Encouragingly, the Blank Slate approach put forward by Senate Finance Committee Chairman Max Baucus and Ranking Member Orrin Hatch effectively puts all these tax expenditures on the table, requiring any that remain to be justified on economic, fairness, or policy grounds.

Our new blog series, The Tax Break-Downwill take a closer look at these tax breaks one at a time, showing their cost, describing who benefits from them, providing arguments for and against keeping them, and offering options to repeal or reform them. We’ve written in the past about more efficient ways to design the mortgage interest deduction, the charitable deduction, and the employer-provided health care exclusion and offered a list of options for reforming all three. This series will go beyond the most popular and well-known provisions to do a deeper dive on both the individual and corporate sides of the income tax.

Tax expenditures represent a large and often overlooked portion of government policy. Like programs in the regular budget, they provide support for housing, health care, philanthropy, infrastructure, research, education, retirement, domestic production, child care, work, aid to states, and a number of other functions. At $1.3 trillion in annual cost, they cost more than all discretionary spending and as much as Social Security and Medicare combined.

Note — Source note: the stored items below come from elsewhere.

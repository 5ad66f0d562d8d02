//! API route handlers.
//!
//! All endpoints return JSON. The house is shared via `Arc<ApiState>`;
//! handlers call it synchronously since no house lock is ever held across
//! an await.

use axum::{
    extract::{Path, State},
    http::{header, HeaderMap, StatusCode},
    response::{IntoResponse, Response},
    Json,
};
use chrono::{DateTime, Utc};
use secrecy::{ExposeSecret, SecretString};
use serde::{Deserialize, Serialize};
use std::sync::Arc;
use tracing::warn;

use crate::engine::commission::MonthlyRecord;
use crate::engine::settlement::{RefundReport, SettlementReport};
use crate::engine::{BatchReceipt, BetReceipt, House};
use crate::pool::{PoolStatus, RiskParameters};
use crate::risk::{BetRequest, ExposureRecord};
use crate::types::{Amount, Bet, BetType, Draw, DrawId, HouseError, MonthId, WinningNumbers};

// ---------------------------------------------------------------------------
// Shared state
// ---------------------------------------------------------------------------

/// Shared state accessible by all route handlers.
pub struct ApiState {
    pub house: Arc<House>,
    /// Operator routes are refused outright when no token is configured.
    operator_token: Option<SecretString>,
}

impl ApiState {
    pub fn new(house: Arc<House>, operator_token: Option<SecretString>) -> Self {
        Self { house, operator_token }
    }

    fn authorize(&self, headers: &HeaderMap) -> Result<(), ApiError> {
        let Some(expected) = &self.operator_token else {
            return Err(ApiError::Unauthorized);
        };
        let presented = headers
            .get(header::AUTHORIZATION)
            .and_then(|value| value.to_str().ok())
            .and_then(|value| value.strip_prefix("Bearer "));
        match presented {
            Some(token) if token == expected.expose_secret().as_str() => Ok(()),
            _ => {
                warn!("Rejected operator request: bad or missing token");
                Err(ApiError::Unauthorized)
            }
        }
    }
}

pub type AppState = Arc<ApiState>;

// ---------------------------------------------------------------------------
// Errors
// ---------------------------------------------------------------------------

#[derive(Debug)]
pub enum ApiError {
    House(HouseError),
    Unauthorized,
}

impl From<HouseError> for ApiError {
    fn from(e: HouseError) -> Self {
        ApiError::House(e)
    }
}

#[derive(Debug, Clone, Serialize)]
pub struct ErrorBody {
    pub error: &'static str,
    pub message: String,
    #[serde(skip_serializing_if = "Option::is_none")]
    pub max_allowed_stake: Option<Amount>,
    #[serde(skip_serializing_if = "Option::is_none")]
    pub index: Option<usize>,
}

/// HTTP status for a domain error.
pub fn status_for(error: &HouseError) -> StatusCode {
    match error {
        HouseError::InvalidStakeAmount { .. }
        | HouseError::InvalidNumber { .. }
        | HouseError::UnknownBetType(_)
        | HouseError::EmptyBatch
        | HouseError::InvalidSchedule(_)
        | HouseError::InvalidAmount(_)
        | HouseError::InvalidMonth(_)
        | HouseError::InvalidRiskParameters(_)
        | HouseError::AmountOverflow => StatusCode::BAD_REQUEST,
        HouseError::DrawNotFound(_) => StatusCode::NOT_FOUND,
        HouseError::InvalidStateTransition { .. }
        | HouseError::DrawNotOpen { .. }
        | HouseError::AlreadySettled(_)
        | HouseError::AlreadyCalculated(_)
        | HouseError::MonthNotClosed(_)
        | HouseError::NothingToWithdraw => StatusCode::CONFLICT,
        HouseError::ExposureLimitExceeded { .. } | HouseError::InsufficientBankroll { .. } => {
            StatusCode::UNPROCESSABLE_ENTITY
        }
        HouseError::BatchRejected { reason, .. } => status_for(reason),
    }
}

impl IntoResponse for ApiError {
    fn into_response(self) -> Response {
        match self {
            ApiError::Unauthorized => (
                StatusCode::UNAUTHORIZED,
                Json(ErrorBody {
                    error: "Unauthorized",
                    message: "operator token required".into(),
                    max_allowed_stake: None,
                    index: None,
                }),
            )
                .into_response(),
            ApiError::House(e) => {
                let index = match &e {
                    HouseError::BatchRejected { index, .. } => Some(*index),
                    _ => None,
                };
                let body = ErrorBody {
                    error: e.code(),
                    message: e.to_string(),
                    max_allowed_stake: e.max_allowed_stake(),
                    index,
                };
                (status_for(&e), Json(body)).into_response()
            }
        }
    }
}

type ApiResult<T> = Result<T, ApiError>;

// ---------------------------------------------------------------------------
// Request / response types
// ---------------------------------------------------------------------------

#[derive(Debug, Clone, Deserialize)]
pub struct AmountRequest {
    pub amount: Amount,
}

#[derive(Debug, Clone, Deserialize)]
pub struct ScheduleRequest {
    pub scheduled_time: DateTime<Utc>,
}

/// Results either as the single drawn 4-digit number or per bet type.
#[derive(Debug, Clone, Deserialize)]
#[serde(untagged)]
pub enum ResultsRequest {
    Drawn { drawn_number: u16 },
    PerType(WinningNumbers),
}

impl ResultsRequest {
    fn winning(self) -> Result<WinningNumbers, HouseError> {
        match self {
            ResultsRequest::Drawn { drawn_number } => WinningNumbers::from_draw(drawn_number),
            ResultsRequest::PerType(winning) => Ok(winning),
        }
    }
}

#[derive(Debug, Clone, Deserialize)]
pub struct BatchRequest {
    pub bets: Vec<BetRequest>,
}

#[derive(Debug, Clone, Serialize)]
pub struct WithdrawnResponse {
    pub withdrawn: Amount,
}

// ---------------------------------------------------------------------------
// Route handlers
// ---------------------------------------------------------------------------

/// GET /health
pub async fn health() -> StatusCode {
    StatusCode::OK
}

/// GET /api/pool
pub async fn get_pool(State(state): State<AppState>) -> Json<PoolStatus> {
    Json(state.house.pool_status())
}

/// POST /api/pool/deposit
pub async fn deposit(
    State(state): State<AppState>,
    headers: HeaderMap,
    Json(req): Json<AmountRequest>,
) -> ApiResult<Json<PoolStatus>> {
    state.authorize(&headers)?;
    Ok(Json(state.house.deposit(req.amount)?))
}

/// POST /api/pool/withdraw
pub async fn withdraw(
    State(state): State<AppState>,
    headers: HeaderMap,
    Json(req): Json<AmountRequest>,
) -> ApiResult<Json<PoolStatus>> {
    state.authorize(&headers)?;
    Ok(Json(state.house.withdraw(req.amount)?))
}

/// GET /api/risk
pub async fn get_risk(State(state): State<AppState>) -> Json<RiskParameters> {
    Json(state.house.risk_parameters())
}

/// PUT /api/risk
pub async fn put_risk(
    State(state): State<AppState>,
    headers: HeaderMap,
    Json(params): Json<RiskParameters>,
) -> ApiResult<Json<RiskParameters>> {
    state.authorize(&headers)?;
    Ok(Json(state.house.set_risk_parameters(params)?))
}

/// GET /api/exposure/:draw_id/:bet_type/:number
pub async fn get_exposure(
    State(state): State<AppState>,
    Path((draw_id, bet_type, number)): Path<(DrawId, String, u16)>,
) -> ApiResult<Json<ExposureRecord>> {
    let bet_type: BetType = bet_type.parse()?;
    Ok(Json(state.house.exposure(draw_id, bet_type, number)?))
}

/// GET /api/draws
pub async fn list_draws(State(state): State<AppState>) -> Json<Vec<Draw>> {
    Json(state.house.draws())
}

/// POST /api/draws
pub async fn schedule_draw(
    State(state): State<AppState>,
    headers: HeaderMap,
    Json(req): Json<ScheduleRequest>,
) -> ApiResult<(StatusCode, Json<Draw>)> {
    state.authorize(&headers)?;
    let draw = state.house.schedule_draw(req.scheduled_time)?;
    Ok((StatusCode::CREATED, Json(draw)))
}

/// GET /api/draws/:draw_id
pub async fn get_draw(
    State(state): State<AppState>,
    Path(draw_id): Path<DrawId>,
) -> ApiResult<Json<Draw>> {
    Ok(Json(state.house.draw(draw_id)?))
}

/// POST /api/draws/:draw_id/open
pub async fn open_draw(
    State(state): State<AppState>,
    headers: HeaderMap,
    Path(draw_id): Path<DrawId>,
) -> ApiResult<Json<Draw>> {
    state.authorize(&headers)?;
    Ok(Json(state.house.open_draw(draw_id)?))
}

/// POST /api/draws/:draw_id/close
pub async fn close_draw(
    State(state): State<AppState>,
    headers: HeaderMap,
    Path(draw_id): Path<DrawId>,
) -> ApiResult<Json<Draw>> {
    state.authorize(&headers)?;
    Ok(Json(state.house.close_draw(draw_id)?))
}

/// POST /api/draws/:draw_id/results
pub async fn enter_results(
    State(state): State<AppState>,
    headers: HeaderMap,
    Path(draw_id): Path<DrawId>,
    Json(req): Json<ResultsRequest>,
) -> ApiResult<Json<SettlementReport>> {
    state.authorize(&headers)?;
    let winning = req.winning()?;
    Ok(Json(state.house.enter_results(draw_id, winning)?))
}

/// POST /api/draws/:draw_id/cancel
pub async fn cancel_draw(
    State(state): State<AppState>,
    headers: HeaderMap,
    Path(draw_id): Path<DrawId>,
) -> ApiResult<Json<RefundReport>> {
    state.authorize(&headers)?;
    Ok(Json(state.house.cancel_draw(draw_id)?))
}

/// GET /api/draws/:draw_id/bets
pub async fn list_bets(
    State(state): State<AppState>,
    Path(draw_id): Path<DrawId>,
) -> ApiResult<Json<Vec<Bet>>> {
    Ok(Json(state.house.bets_for_draw(draw_id)?))
}

/// POST /api/draws/:draw_id/bets
pub async fn place_bet(
    State(state): State<AppState>,
    Path(draw_id): Path<DrawId>,
    Json(req): Json<BetRequest>,
) -> ApiResult<(StatusCode, Json<BetReceipt>)> {
    let receipt = state
        .house
        .place_bet(draw_id, req.bet_type, req.number, req.stake)?;
    Ok((StatusCode::CREATED, Json(receipt)))
}

/// POST /api/draws/:draw_id/bets/batch
pub async fn place_bets(
    State(state): State<AppState>,
    Path(draw_id): Path<DrawId>,
    Json(req): Json<BatchRequest>,
) -> ApiResult<(StatusCode, Json<BatchReceipt>)> {
    let receipt = state.house.place_bets(draw_id, &req.bets)?;
    Ok((StatusCode::CREATED, Json(receipt)))
}

/// GET /api/commission/:month
pub async fn get_month(
    State(state): State<AppState>,
    Path(month): Path<String>,
) -> ApiResult<Json<MonthlyRecord>> {
    let month: MonthId = month.parse()?;
    let record = state
        .house
        .monthly_record(month)
        .unwrap_or_else(|| MonthlyRecord::new(month));
    Ok(Json(record))
}

/// POST /api/commission/:month
pub async fn calculate_commission(
    State(state): State<AppState>,
    headers: HeaderMap,
    Path(month): Path<String>,
) -> ApiResult<Json<MonthlyRecord>> {
    state.authorize(&headers)?;
    let month: MonthId = month.parse()?;
    Ok(Json(state.house.calculate_monthly_commission(month)?))
}

/// POST /api/commission/withdraw
pub async fn withdraw_fees(
    State(state): State<AppState>,
    headers: HeaderMap,
) -> ApiResult<Json<WithdrawnResponse>> {
    state.authorize(&headers)?;
    let withdrawn = state.house.withdraw_operator_fees()?;
    Ok(Json(WithdrawnResponse { withdrawn }))
}

// ---------------------------------------------------------------------------
// Tests
// ---------------------------------------------------------------------------

#[cfg(test)]
mod tests {
    use super::*;
    use crate::clock::ManualClock;
    use crate::engine::HouseConfig;
    use crate::types::{BetStatus, ExposureKey};
    use axum::http::HeaderValue;

    fn state(token: Option<&str>) -> AppState {
        let house = House::new(HouseConfig::default(), Arc::new(ManualClock::new(Utc::now()))).unwrap();
        Arc::new(ApiState::new(
            Arc::new(house),
            token.map(|t| SecretString::new(t.to_string())),
        ))
    }

    fn bearer(token: &str) -> HeaderMap {
        let mut headers = HeaderMap::new();
        headers.insert(
            header::AUTHORIZATION,
            HeaderValue::from_str(&format!("Bearer {token}")).unwrap(),
        );
        headers
    }

    #[test]
    fn test_authorize() {
        let s = state(Some("secret"));
        assert!(s.authorize(&bearer("secret")).is_ok());
        assert!(s.authorize(&bearer("nope")).is_err());
        assert!(s.authorize(&HeaderMap::new()).is_err());
    }

    #[test]
    fn test_no_token_configured_refuses_operator() {
        let s = state(None);
        assert!(matches!(s.authorize(&bearer("anything")), Err(ApiError::Unauthorized)));
    }

    #[test]
    fn test_status_mapping() {
        assert_eq!(status_for(&HouseError::DrawNotFound(1)), StatusCode::NOT_FOUND);
        assert_eq!(status_for(&HouseError::EmptyBatch), StatusCode::BAD_REQUEST);
        assert_eq!(status_for(&HouseError::NothingToWithdraw), StatusCode::CONFLICT);
        assert_eq!(
            status_for(&HouseError::InsufficientBankroll { requested: 2, available: 1 }),
            StatusCode::UNPROCESSABLE_ENTITY
        );

        let key = ExposureKey { draw_id: 1, bet_type: BetType::TwoDigit, number: 5 };
        let batch = HouseError::BatchRejected {
            index: 3,
            reason: Box::new(HouseError::ExposureLimitExceeded {
                key,
                projected: 10,
                cap: 5,
                max_allowed_stake: 0,
            }),
        };
        assert_eq!(status_for(&batch), StatusCode::UNPROCESSABLE_ENTITY);
    }

    #[test]
    fn test_results_request_forms() {
        let drawn: ResultsRequest = serde_json::from_str(r#"{"drawn_number": 4321}"#).unwrap();
        assert_eq!(drawn.winning().unwrap().two_digit, 21);

        let per_type: ResultsRequest =
            serde_json::from_str(r#"{"two_digit": 1, "three_digit": 22, "four_digit": 333}"#).unwrap();
        assert_eq!(per_type.winning().unwrap().three_digit, 22);

        let bad: ResultsRequest = serde_json::from_str(r#"{"drawn_number": 10000}"#).unwrap();
        assert!(matches!(bad.winning(), Err(HouseError::InvalidNumber { .. })));
    }

    #[tokio::test]
    async fn test_get_pool_handler() {
        let s = state(None);
        s.house.deposit(5_000_000).unwrap();
        let Json(pool) = get_pool(State(s)).await;
        assert_eq!(pool.total_pool, 5_000_000);
    }

    #[tokio::test]
    async fn test_list_bets_handler() {
        let s = state(None);
        let draw = s.house.schedule_draw(Utc::now() + chrono::Duration::hours(1)).unwrap();
        s.house.open_draw(draw.id).unwrap();
        s.house.deposit(100_000_000_000).unwrap();
        s.house.place_bet(draw.id, BetType::ThreeDigit, 7, 1_000_000).unwrap();

        let Json(bets) = list_bets(State(s), Path(draw.id)).await.unwrap();
        assert_eq!(bets.len(), 1);
        assert_eq!(bets[0].status, BetStatus::Pending);
    }
}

Many of these tax breaks serve important or desirable public policy purposes, though they do so with varying degrees of success. At the same time, many tax breaks complicate the code, reduce the progressivity of the code, and distort economic decision making. Every dollar spent on retaining a tax preference is a dollar which is unavailable for other purposes.

As Washington engages in the important debate on what tax reform should look like, we'll be offering information and analysis on the tax breaks under discussion. Tomorrow we will post our first Tax Break-Down, a discussion of the state and local tax deduction.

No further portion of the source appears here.